The experience also greatly changed her view of the way patients with injured brains are treated, since she became one herself and could look at the experience from the point of view of both the patient and the medical personnel.
2007’s “The Brain that Changes Itself” by Norman Doidge shows how our conception of the brain has been revolutionized. We used to think of it as an immutable and unchangeable organ, but as Sam Kean’s book also shows, it has the power to change and regenerate. This is of course great news for people with brain injuries, and Doidge provides several examples of how people have recovered from major brain trauma. And he shows how the brain can change simply through its own activity.
Now on to books that more generally address brain function.
A book I have read about a third of, and hope to get back to someday, is Daniel Kahneman’s 2011 book “Thinking Fast and Slow.” Kahneman, a psychologist, won the Nobel Prize for economics, and he has spent his life studying people’s behavior in relation to economics.
He writes about the brain’s function, breaking it down into roughly two systems: System 1 is fast, instinctive and emotional; System 2 is slower, more deliberative, and more logical. You may not be surprised to learn that the two systems do not always mesh perfectly! Just think about that the next time someone offers you a particularly delectable piece of chocolate, or another glass of wine after the first glass. He writes that, while you might think logical old System 2 is in charge, often it’s system 1 that takes over. Would you pass that chocolate over here, please? One thing I really liked about this book is that is has short chapters. I’m not kidding. Kahneman is conveying a lot of information, and it helped me that he dispersed it in digestible bits.

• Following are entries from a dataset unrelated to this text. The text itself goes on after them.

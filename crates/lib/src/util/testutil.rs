//! Test utilities for srcbuild-lib.
//!
//! Stand-ins for the external collaborators: a process runner that records
//! invocations instead of spawning them, and a VCS backend driven by closures.

use std::cell::RefCell;
use std::fs;
use std::io;
use std::sync::{Arc, Mutex};

use crate::import::{BackendError, ImportStatus, StatusKind, VcsBackend};
use crate::package::Package;
use crate::process::{ExitOutcome, Invocation, ProcessRunner};

/// Records every invocation and answers with a scripted exit code.
pub struct RecordingRunner {
  exit_code: Box<dyn Fn(&Invocation) -> i32>,
  invocations: RefCell<Vec<Invocation>>,
}

impl RecordingRunner {
  pub fn new(exit_code: impl Fn(&Invocation) -> i32 + 'static) -> Self {
    Self {
      exit_code: Box::new(exit_code),
      invocations: RefCell::new(Vec::new()),
    }
  }

  pub fn succeeding() -> Self {
    Self::new(|_| 0)
  }

  pub fn invocations(&self) -> Vec<Invocation> {
    self.invocations.borrow().clone()
  }
}

impl ProcessRunner for RecordingRunner {
  fn run(&self, invocation: &Invocation) -> io::Result<ExitOutcome> {
    self.invocations.borrow_mut().push(invocation.clone());
    Ok(ExitOutcome {
      code: Some((self.exit_code)(invocation)),
    })
  }
}

type Failure = Box<dyn Fn() -> BackendError + Send + Sync>;

/// Backend whose checkout creates the source directory. Either step can be
/// made to fail; a failing checkout still leaves a partial tree behind.
pub struct ScriptedBackend {
  checkout_failure: Option<Failure>,
  update_failure: Option<Failure>,
  calls: Arc<Mutex<Vec<&'static str>>>,
}

impl ScriptedBackend {
  pub fn succeeding() -> Self {
    Self {
      checkout_failure: None,
      update_failure: None,
      calls: Arc::new(Mutex::new(Vec::new())),
    }
  }

  pub fn failing_checkout(error: impl Fn() -> BackendError + Send + Sync + 'static) -> Self {
    Self {
      checkout_failure: Some(Box::new(error)),
      ..Self::succeeding()
    }
  }

  pub fn failing_update(error: impl Fn() -> BackendError + Send + Sync + 'static) -> Self {
    Self {
      update_failure: Some(Box::new(error)),
      ..Self::succeeding()
    }
  }

  /// Shared log of the steps run on this backend.
  pub fn calls(&self) -> Arc<Mutex<Vec<&'static str>>> {
    self.calls.clone()
  }
}

impl VcsBackend for ScriptedBackend {
  fn name(&self) -> &str {
    "scripted"
  }

  fn checkout(&self, package: &Package) -> Result<(), BackendError> {
    self.calls.lock().unwrap().push("checkout");
    fs::create_dir_all(package.srcdir.join("partial")).map_err(|e| BackendError::Other(Box::new(e)))?;
    match &self.checkout_failure {
      Some(failure) => Err(failure()),
      None => Ok(()),
    }
  }

  fn update(&self, _package: &Package) -> Result<(), BackendError> {
    self.calls.lock().unwrap().push("update");
    match &self.update_failure {
      Some(failure) => Err(failure()),
      None => Ok(()),
    }
  }

  fn status(&self, _package: &Package) -> Result<ImportStatus, BackendError> {
    Ok(ImportStatus::new(StatusKind::UpToDate))
  }
}
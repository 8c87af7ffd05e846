//! File modification time helpers.
//!
//! Used by the generation tracker to compare stamps against dependency
//! stamps and source trees.

use std::fs::{self, OpenOptions};
use std::io;
use std::path::{Path, PathBuf};
use std::time::SystemTime;

use thiserror::Error;
use walkdir::WalkDir;

/// Version control metadata never counts as source content.
const VCS_DIRS: &[&str] = &[".git", ".svn", ".hg", "CVS"];

#[derive(Debug, Error)]
pub enum MtimeError {
  #[error("failed to walk '{path}': {message}")]
  WalkDir { path: PathBuf, message: String },

  #[error("failed to stat '{path}': {source}")]
  Stat {
    path: PathBuf,
    #[source]
    source: io::Error,
  },
}

/// Modification time of `path`, `None` if it does not exist.
pub fn modified(path: &Path) -> Result<Option<SystemTime>, MtimeError> {
  match fs::metadata(path) {
    Ok(meta) => meta.modified().map(Some).map_err(|source| MtimeError::Stat {
      path: path.to_path_buf(),
      source,
    }),
    Err(e) if e.kind() == io::ErrorKind::NotFound => Ok(None),
    Err(source) => Err(MtimeError::Stat {
      path: path.to_path_buf(),
      source,
    }),
  }
}

/// Set the modification time of `path` to now, creating it empty if missing.
pub fn touch(path: &Path) -> io::Result<()> {
  if let Some(parent) = path.parent() {
    fs::create_dir_all(parent)?;
  }
  let file = OpenOptions::new().create(true).append(true).open(path)?;
  file.set_modified(SystemTime::now())
}

/// Newest modification time of any file below `root`.
///
/// Directories listed in `exclude` (and VCS metadata directories) are not
/// descended into. Returns `None` for an empty or missing tree.
pub fn newest_in_tree(root: &Path, exclude: &[PathBuf]) -> Result<Option<SystemTime>, MtimeError> {
  if !root.is_dir() {
    return Ok(None);
  }

  let walker = WalkDir::new(root).into_iter().filter_entry(|e| {
    let excluded_name = e
      .file_name()
      .to_str()
      .map(|name| VCS_DIRS.contains(&name))
      .unwrap_or(false);
    !excluded_name && !exclude.iter().any(|p| p == e.path())
  });

  let mut newest = None;
  for entry in walker {
    let entry = entry.map_err(|e| MtimeError::WalkDir {
      path: root.to_path_buf(),
      message: e.to_string(),
    })?;

    if !entry.file_type().is_file() {
      continue;
    }

    let mtime = entry
      .metadata()
      .map_err(|e| MtimeError::WalkDir {
        path: entry.path().to_path_buf(),
        message: e.to_string(),
      })?
      .modified()
      .map_err(|source| MtimeError::Stat {
        path: entry.path().to_path_buf(),
        source,
      })?;

    if newest.is_none_or(|current| mtime > current) {
      newest = Some(mtime);
    }
  }

  Ok(newest)
}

Another book in this category is the 2013 book “On Looking: Eleven Walks with Expert Eyes” by Alexandra Horowitz. Horowitz is a cognitive scientist and psychology professor at Barnard. Her theme is how we often don’t see what is hidden in plain sight, and to illustrate she takes walks, mostly in her Manhattan neighborhood, with a number of “experts:” a geologist, a typographer, an illustrator, a naturalist, a wildlife researcher, an urban sociologist, a blind woman, a doctor, a sound designer and engineer, her toddler son, and her dog, Finn. It’s a reminder of how much there is out there to see …if you’re really looking..
Finally, I want to recommend two books by Steven Pinker. 2002’s “The Blank Slate” is really an attack on the concept of “the blank slate,” that human minds can be molded pretty much into anything. Pinker shows how humans are hard-wired for certain behaviors and traits, such as language and cooperation.
Some people are born with criminal tendencies, but most of us are born with a tendency towards what he calls “reciprocal altruism.” Of course, he also says that people are not preordained to act a certain way. Though there is such a thing as human nature, we have control over it.
He extends that line of thinking to his book “The Better Angels of Our Nature,” which is a long but ultimately encouraging book that shows that contrary to your impression, people are not getting more violent and more murderous, that they are becoming less so over time, despite the daily dose of violence and war we experience from our instant access to media.